Life is loaded with contradistinctions…
It was the best of times, it was the worst of times.
Food is fuel, food is meant to be enjoyed.
Cyclists are assholes, I love me a man who likes to ride his bike.
Low-carb diets offer weight loss benefits, low-carb diets don’t work for endurance athletes.
Strong is the new skinny.
Properly fed long-distance runners aren’t guaranteed success, properly fed long-distances runners won’t fail because of poor nutrition.
Per usual on Rest days, my brain is working overtime while my body remains sedentary. Thoughts of food are at the forefront of my mind because the harder I train, the hungrier I always seem to be. It makes perfect sense that the more calories you burn, the more you need to consume in order to function and stay competitive. But you don’t want to eat too much or pack on pounds that will slow you down and make your running shorts too tight.

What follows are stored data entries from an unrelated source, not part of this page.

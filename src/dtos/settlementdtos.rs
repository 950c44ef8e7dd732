// dtos/settlementdtos.rs
use serde::{Deserialize, Serialize};
use uuid::Uuid;
use validator::{Validate, ValidationError};

use crate::models::escrowmodel::DisputeResolution;

#[derive(Debug, Serialize, Deserialize, Validate)]
pub struct InitiatePaymentDto {
    /// Decimal string, e.g. "150.00". Parsed into `Money` by the service layer.
    #[validate(length(min = 1, max = 20, message = "Amount is required"))]
    pub amount: String,

    #[validate(length(equal = 3, message = "Currency must be a three-letter code"))]
    pub currency: String,

    pub method_id: Option<Uuid>,
}

#[derive(Debug, Serialize, Deserialize, Default)]
pub struct StartChargeDto {
    pub method_id: Option<Uuid>,
}

#[derive(Debug, Serialize, Deserialize, Validate)]
pub struct UpdateStatusDto {
    #[validate(length(min = 1, message = "Status is required"))]
    pub status: String,

    #[validate(length(max = 500, message = "Note must be at most 500 characters"))]
    #[serde(default)]
    pub note: String,
}

#[derive(Debug, Serialize, Deserialize, Validate)]
pub struct DisputeDto {
    #[validate(custom = "validate_dispute_reason")]
    pub reason: String,
}

/// Counts characters after trimming, so padding cannot stand in for a reason.
fn validate_dispute_reason(reason: &str) -> Result<(), ValidationError> {
    if !(5..=1000).contains(&reason.trim().chars().count()) {
        let mut err = ValidationError::new("reason_length");
        err.message = Some("Reason must be between 5 and 1000 characters".into());
        return Err(err);
    }
    Ok(())
}

#[derive(Debug, Serialize, Deserialize, Validate)]
pub struct ResolveDisputeDto {
    pub resolution: DisputeResolution,

    #[validate(length(min = 1, max = 500, message = "A resolution note is required"))]
    pub note: String,
}

#[derive(Debug, Serialize, Deserialize, Validate)]
pub struct ConfirmDto {
    #[validate(length(min = 1, max = 120, message = "Transfer reference is required"))]
    pub reference: String,
}

#[derive(Debug, Serialize, Deserialize, Validate)]
pub struct AddMethodDto {
    #[validate(length(min = 1, message = "Method type is required"))]
    pub method_type: String,

    #[validate(length(min = 4, max = 200, message = "Account must be between 4 and 200 characters"))]
    pub account: String,

    #[serde(default)]
    pub make_default: bool,
}

#[derive(Debug, Serialize, Deserialize, Validate)]
pub struct ReviewDto {
    #[validate(range(min = 1, max = 5, message = "Rating must be between 1 and 5"))]
    pub rating: i16,

    #[validate(length(max = 1000, message = "Review must be at most 1000 characters"))]
    pub text: Option<String>,
}

#[derive(Debug, Serialize, Deserialize)]
pub struct ApiResponse<T> {
    pub status: String,
    pub message: String,
    pub data: Option<T>,
}

impl<T> ApiResponse<T> {
    pub fn success(message: &str, data: T) -> Self {
        Self {
            status: "success".to_string(),
            message: message.to_string(),
            data: Some(data),
        }
    }
}

#[cfg(test)]
mod tests {
    use super::*;

    #[test]
    fn test_initiate_payment_validation() {
        let dto: InitiatePaymentDto =
            serde_json::from_str(r#"{"amount": "150.00", "currency": "USD"}"#).unwrap();
        assert!(dto.validate().is_ok());
        assert!(dto.method_id.is_none());

        let dto = InitiatePaymentDto {
            amount: "150.00".to_string(),
            currency: "US".to_string(),
            method_id: None,
        };
        assert!(dto.validate().is_err());
    }

    #[test]
    fn test_dispute_reason_ignores_padding() {
        let blank = DisputeDto { reason: "         ".to_string() };
        assert!(blank.validate().is_err());
        let padded = DisputeDto { reason: "  ok \n  ".to_string() };
        assert!(padded.validate().is_err());

        let dto: DisputeDto = serde_json::from_str(r#"{"reason": "  left two hours early  "}"#).unwrap();
        assert!(dto.validate().is_ok());
    }

    #[test]
    fn test_review_and_resolution_parsing() {
        let review = ReviewDto { rating: 6, text: None };
        assert!(review.validate().is_err());

        let dto: ResolveDisputeDto =
            serde_json::from_str(r#"{"resolution": "refund_to_facility", "note": "no-show"}"#).unwrap();
        assert_eq!(dto.resolution, DisputeResolution::RefundToFacility);
    }
}
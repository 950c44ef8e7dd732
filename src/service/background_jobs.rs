// service/background_jobs.rs
use std::sync::Arc;

use chrono::Utc;
use tokio::time::{interval, Duration, MissedTickBehavior};

use crate::AppState;

/// Runs auto-completion and escrow reconciliation every `every`.
pub async fn start_settlement_sweep(app_state: Arc<AppState>, every: Duration) {
    let mut interval = interval(every);
    interval.set_missed_tick_behavior(MissedTickBehavior::Delay);

    loop {
        interval.tick().await;
        let now = Utc::now();

        match app_state.shift_service.auto_complete_overdue(now).await {
            Ok(completed) if !completed.is_empty() => {
                tracing::info!(count = completed.len(), "overdue applications auto-completed")
            }
            Ok(_) => {}
            Err(e) => tracing::error!("Auto-complete sweep failed: {}", e),
        }

        if let Err(e) = app_state.escrow_service.reconcile(now).await {
            tracing::error!("Escrow reconciliation failed: {}", e);
        }
    }
}
//! Data collection helpers
//!
//! Stages are visited strictly in order, one per turn. The message of a turn
//! usually answers the question asked on the previous turn, so extraction
//! looks at the stage being answered as well as the message.

use once_cell::sync::Lazy;
use regex::Regex;

use hermes_core::{CollectedData, CollectionStage, InterestSignal};

use crate::interest::derive_signals;

const MAX_BUSINESS_NAME_CHARS: usize = 60;

static EMAIL_RE: Lazy<Option<Regex>> =
    Lazy::new(|| Regex::new(r"[A-Za-z0-9._%+-]+@[A-Za-z0-9.-]+\.[A-Za-z]{2,}").ok());

static URL_RE: Lazy<Option<Regex>> = Lazy::new(|| {
    Regex::new(r"(?i)\b(?:https?://)?(?:www\.)?[a-z0-9-]+(?:\.[a-z0-9-]+)*\.(?:com|ar|net|org|io|dev|app|co|store|shop)(?:\.[a-z]{2})?(?:/[^\s,;]*)?")
        .ok()
});

/// Business keyword → business type tag
const BUSINESS_TYPES: &[(&str, &str)] = &[
    ("restaurant", "restaurant"),
    ("resto", "restaurant"),
    ("tienda", "retail"),
    ("consultorio", "health"),
    ("clinica", "health"),
    ("clínica", "health"),
    ("estudio", "professional_services"),
    ("oficina", "professional_services"),
    ("inmobiliaria", "real_estate"),
    ("gimnasio", "fitness"),
];

/// Feature keyword → feature tag
const FEATURES: &[(&str, &str)] = &[
    ("blog", "blog"),
    ("pagos", "online_payments"),
    ("mercado pago", "online_payments"),
    ("carrito", "shopping_cart"),
    ("catálogo", "catalog"),
    ("catalogo", "catalog"),
    ("reservas", "bookings"),
    ("turnos", "bookings"),
    ("whatsapp", "whatsapp"),
    ("formulario", "contact_form"),
    ("chatbot", "chatbot"),
    ("idiomas", "multilanguage"),
    ("login", "user_accounts"),
];

/// The stage reached this turn: absent starts at `Email`, otherwise one step
pub fn advance_stage(current: Option<CollectionStage>) -> CollectionStage {
    match current {
        None => CollectionStage::Email,
        Some(stage) => stage.next(),
    }
}

/// Canned question for a stage; `Complete` asks nothing
pub fn fallback_question(stage: CollectionStage) -> Option<&'static str> {
    match stage {
        CollectionStage::Email => {
            Some("Para enviarte información detallada, ¿podrías compartir tu email?")
        }
        CollectionStage::BusinessInfo => Some("¿Cómo se llama tu negocio y a qué se dedica?"),
        CollectionStage::Requirements => {
            Some("¿Qué funcionalidades específicas necesitás en tu sitio?")
        }
        CollectionStage::Preferences => {
            Some("¿Hay algún sitio web que te guste como referencia?")
        }
        CollectionStage::Complete => None,
    }
}

/// The message with email addresses blanked out, so their domains are not
/// read as websites or business keywords
fn strip_emails(message: &str) -> String {
    match EMAIL_RE.as_ref() {
        Some(email_re) => email_re.replace_all(message, " ").into_owned(),
        None => message.to_string(),
    }
}

fn find_urls(text: &str) -> Vec<String> {
    let Some(url_re) = URL_RE.as_ref() else {
        return Vec::new();
    };
    url_re
        .find_iter(text)
        .map(|m| m.as_str().trim_end_matches(['.', ')']).to_string())
        .collect()
}

fn tags_in(message: &str, table: &[(&str, &'static str)]) -> Vec<String> {
    let lower = message.to_lowercase();
    let mut tags: Vec<String> = Vec::new();
    for (keyword, tag) in table {
        if lower.contains(keyword) && !tags.iter().any(|t| t == tag) {
            tags.push(tag.to_string());
        }
    }
    tags
}

/// Business name from an answer to the business question: the first clause,
/// unless the message reads as a request rather than an answer
fn business_name_from(message: &str) -> Option<String> {
    let pitch = derive_signals(message)
        .into_iter()
        .any(|signal| signal != InterestSignal::BusinessDetails);
    if pitch {
        return None;
    }

    let clause = message
        .split([',', '.', ';', '!', '?', '\n'])
        .map(str::trim)
        .find(|clause| !clause.is_empty())?;
    Some(clause.chars().take(MAX_BUSINESS_NAME_CHARS).collect())
}

fn merge_list(existing: Option<Vec<String>>, new: Vec<String>) -> Option<Vec<String>> {
    if new.is_empty() {
        return existing;
    }
    let mut merged = existing.unwrap_or_default();
    for item in new {
        if !merged.contains(&item) {
            merged.push(item);
        }
    }
    Some(merged)
}

/// Fold whatever the message reveals into `data`
///
/// `answering` is the stage whose question the message replies to. Values
/// already collected are kept; lists are merged.
pub fn extract_collected_data(
    message: &str,
    answering: Option<CollectionStage>,
    mut data: CollectedData,
) -> CollectedData {
    if data.email.is_none() {
        data.email = EMAIL_RE
            .as_ref()
            .and_then(|re| re.find(message))
            .map(|m| m.as_str().to_lowercase());
    }

    let text = strip_emails(message);

    if data.business_type.is_none() {
        data.business_type = tags_in(&text, BUSINESS_TYPES).into_iter().next();
    }

    let urls = find_urls(&text);
    match answering {
        Some(CollectionStage::Preferences) => {
            data.inspiration_sites = merge_list(data.inspiration_sites, urls);
        }
        _ => {
            if data.current_website.is_none() {
                data.current_website = urls.into_iter().next();
            }
        }
    }

    let features = tags_in(&text, FEATURES);
    data.desired_features = merge_list(data.desired_features, features);

    if answering == Some(CollectionStage::BusinessInfo) && data.business_name.is_none() {
        data.business_name = business_name_from(&text);
    }

    data
}

#[cfg(test)]
mod tests {
    use super::*;

    #[test]
    fn test_advance_stage_one_step() {
        assert_eq!(advance_stage(None), CollectionStage::Email);
        assert_eq!(
            advance_stage(Some(CollectionStage::Email)),
            CollectionStage::BusinessInfo
        );
        assert_eq!(
            advance_stage(Some(CollectionStage::Preferences)),
            CollectionStage::Complete
        );
        assert_eq!(
            advance_stage(Some(CollectionStage::Complete)),
            CollectionStage::Complete
        );
    }

    #[test]
    fn test_fallback_questions() {
        assert!(fallback_question(CollectionStage::Email)
            .unwrap()
            .contains("email"));
        assert!(fallback_question(CollectionStage::Complete).is_none());
    }

    #[test]
    fn test_extract_email() {
        let data = extract_collected_data(
            "Mi mail es Ana.Perez@Tienda.com.ar, gracias",
            Some(CollectionStage::Email),
            CollectedData::default(),
        );
        assert_eq!(data.email.as_deref(), Some("ana.perez@tienda.com.ar"));
        // The email domain is not taken for a website or a business keyword
        assert!(data.current_website.is_none());
        assert!(data.business_type.is_none());
    }

    #[test]
    fn test_existing_email_kept() {
        let data = CollectedData {
            email: Some("primero@hermes.dev".into()),
            ..Default::default()
        };
        let data = extract_collected_data("otro@correo.com", None, data);
        assert_eq!(data.email.as_deref(), Some("primero@hermes.dev"));
    }

    #[test]
    fn test_extract_website_and_inspiration() {
        let data = extract_collected_data(
            "hoy tenemos www.mirestaurant.com.ar",
            None,
            CollectedData::default(),
        );
        assert_eq!(data.current_website.as_deref(), Some("www.mirestaurant.com.ar"));
        assert_eq!(data.business_type.as_deref(), Some("restaurant"));

        let data = extract_collected_data(
            "me gustan https://stripe.com y linear.app",
            Some(CollectionStage::Preferences),
            data,
        );
        assert_eq!(
            data.inspiration_sites,
            Some(vec!["https://stripe.com".to_string(), "linear.app".to_string()])
        );
        assert_eq!(data.current_website.as_deref(), Some("www.mirestaurant.com.ar"));
    }

    #[test]
    fn test_features_merge_without_duplicates() {
        let data = extract_collected_data(
            "quiero blog y pagos con mercado pago",
            Some(CollectionStage::Requirements),
            CollectedData::default(),
        );
        assert_eq!(
            data.desired_features,
            Some(vec!["blog".to_string(), "online_payments".to_string()])
        );

        let data = extract_collected_data("y un blog con reservas", None, data);
        assert_eq!(
            data.desired_features,
            Some(vec![
                "blog".to_string(),
                "online_payments".to_string(),
                "bookings".to_string()
            ])
        );
    }

    #[test]
    fn test_business_answer() {
        let data = extract_collected_data(
            "  La Esquina, un restaurant de barrio ",
            Some(CollectionStage::BusinessInfo),
            CollectedData::default(),
        );
        assert_eq!(data.business_name.as_deref(), Some("La Esquina"));
        assert_eq!(data.business_type.as_deref(), Some("restaurant"));
    }

    #[test]
    fn test_sales_pitch_is_not_a_business_name() {
        let data = extract_collected_data(
            "Necesito una landing page urgente, mi presupuesto es de 200000 pesos",
            Some(CollectionStage::BusinessInfo),
            CollectedData::default(),
        );
        assert!(data.business_name.is_none());
    }

    #[test]
    fn test_nothing_to_extract() {
        let data = extract_collected_data("hola", None, CollectedData::default());
        assert!(data.is_empty());
    }
}
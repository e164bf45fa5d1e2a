//! Text helpers for search queries and final responses

use crate::state::ActionTag;

const EMAIL_CTA: &str = "¿Te gustaría que te enviemos más información por email?";
const CALL_CTA: &str =
    "¿Te parece que coordinemos una videollamada para explicarte todo en detalle?";

fn strip_punctuation(text: &str) -> String {
    text.to_lowercase()
        .chars()
        .map(|c| {
            if c.is_alphanumeric() || c == '_' || c.is_whitespace() {
                c
            } else {
                ' '
            }
        })
        .collect()
}

/// Normalize text before embedding: lowercase, punctuation to spaces,
/// collapsed whitespace.
pub fn prepare_text_for_embedding(text: &str) -> String {
    strip_punctuation(text)
        .split_whitespace()
        .collect::<Vec<_>>()
        .join(" ")
}

/// Trim the response and append a call to action for the first matching
/// next action (email takes precedence over a video call).
pub fn format_final_response(response: &str, next_actions: &[ActionTag]) -> String {
    let mut formatted = response.trim().to_string();

    if next_actions.contains(&ActionTag::AskEmail) {
        formatted.push_str("\n\n");
        formatted.push_str(EMAIL_CTA);
    } else if next_actions.contains(&ActionTag::ScheduleCall) {
        formatted.push_str("\n\n");
        formatted.push_str(CALL_CTA);
    }

    formatted
}
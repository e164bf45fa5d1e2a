//! Retrieval for the Hermes assistant
//!
//! Features:
//! - OpenAI-compatible embeddings
//! - Dense vector search via Qdrant
//! - In-memory knowledge base for tests and deployments without Qdrant
//! - Knowledge base loading from YAML/JSON files

pub mod embeddings;
pub mod knowledge_loader;
pub mod memory;
pub mod vector_store;

pub use embeddings::{OpenAIEmbedder, OpenAIEmbeddingConfig};
pub use knowledge_loader::{KnowledgeEntry, KnowledgeFile, KnowledgeIndex, KnowledgeLoader};
pub use memory::{cosine_similarity, InMemoryKnowledgeBase};
pub use vector_store::{VectorDistance, VectorStore, VectorStoreConfig};

use thiserror::Error;

/// RAG errors
#[derive(Error, Debug)]
pub enum RagError {
    #[error("Embedding error: {0}")]
    Embedding(String),

    #[error("Vector store error: {0}")]
    VectorStore(String),

    #[error("Search error: {0}")]
    Search(String),

    #[error("Index error: {0}")]
    Index(String),

    #[error("Connection error: {0}")]
    Connection(String),
}

impl From<RagError> for hermes_core::Error {
    fn from(err: RagError) -> Self {
        match err {
            RagError::Embedding(_) => hermes_core::Error::Embedding(err.to_string()),
            _ => hermes_core::Error::Search(err.to_string()),
        }
    }
}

“The most successful marathoners follow diets that contain around 55% carbohydrates, 30% fats and 15% protein. Forget what you read about low-carb diets.” Hal Higdon
It’s all so confusing to me. Do I heed my body’s demands and desires, or should I only approach eating scientifically and mathematically?
“That does not mean you can’t have an occasional burger with chips and wash it all down with a mug of beer.” Hal Higdon
I know everyone needs to think before they put food in their mouths, and I usually do. But the idea of charting my food intake and breaking things down in to percentages makes my head spin. I’ve tried this technique, but I can’t stick with it. Being so methodical, mentally takes me back to a time when I was obsessed with the food I systematically deprived myself of eating. I was skinny but not strong, although I tricked myself in to believing that my amazing will power made me so.
These days, I try to listen to my body more than my mind at meal and snack times. Sometimes I’m right on. Sometimes I make questionable choices. I believe its OK to enjoy eating but also that moderation is important. I wonder if its possible to be both a foodie and an athlete? I guess I am a work in progress.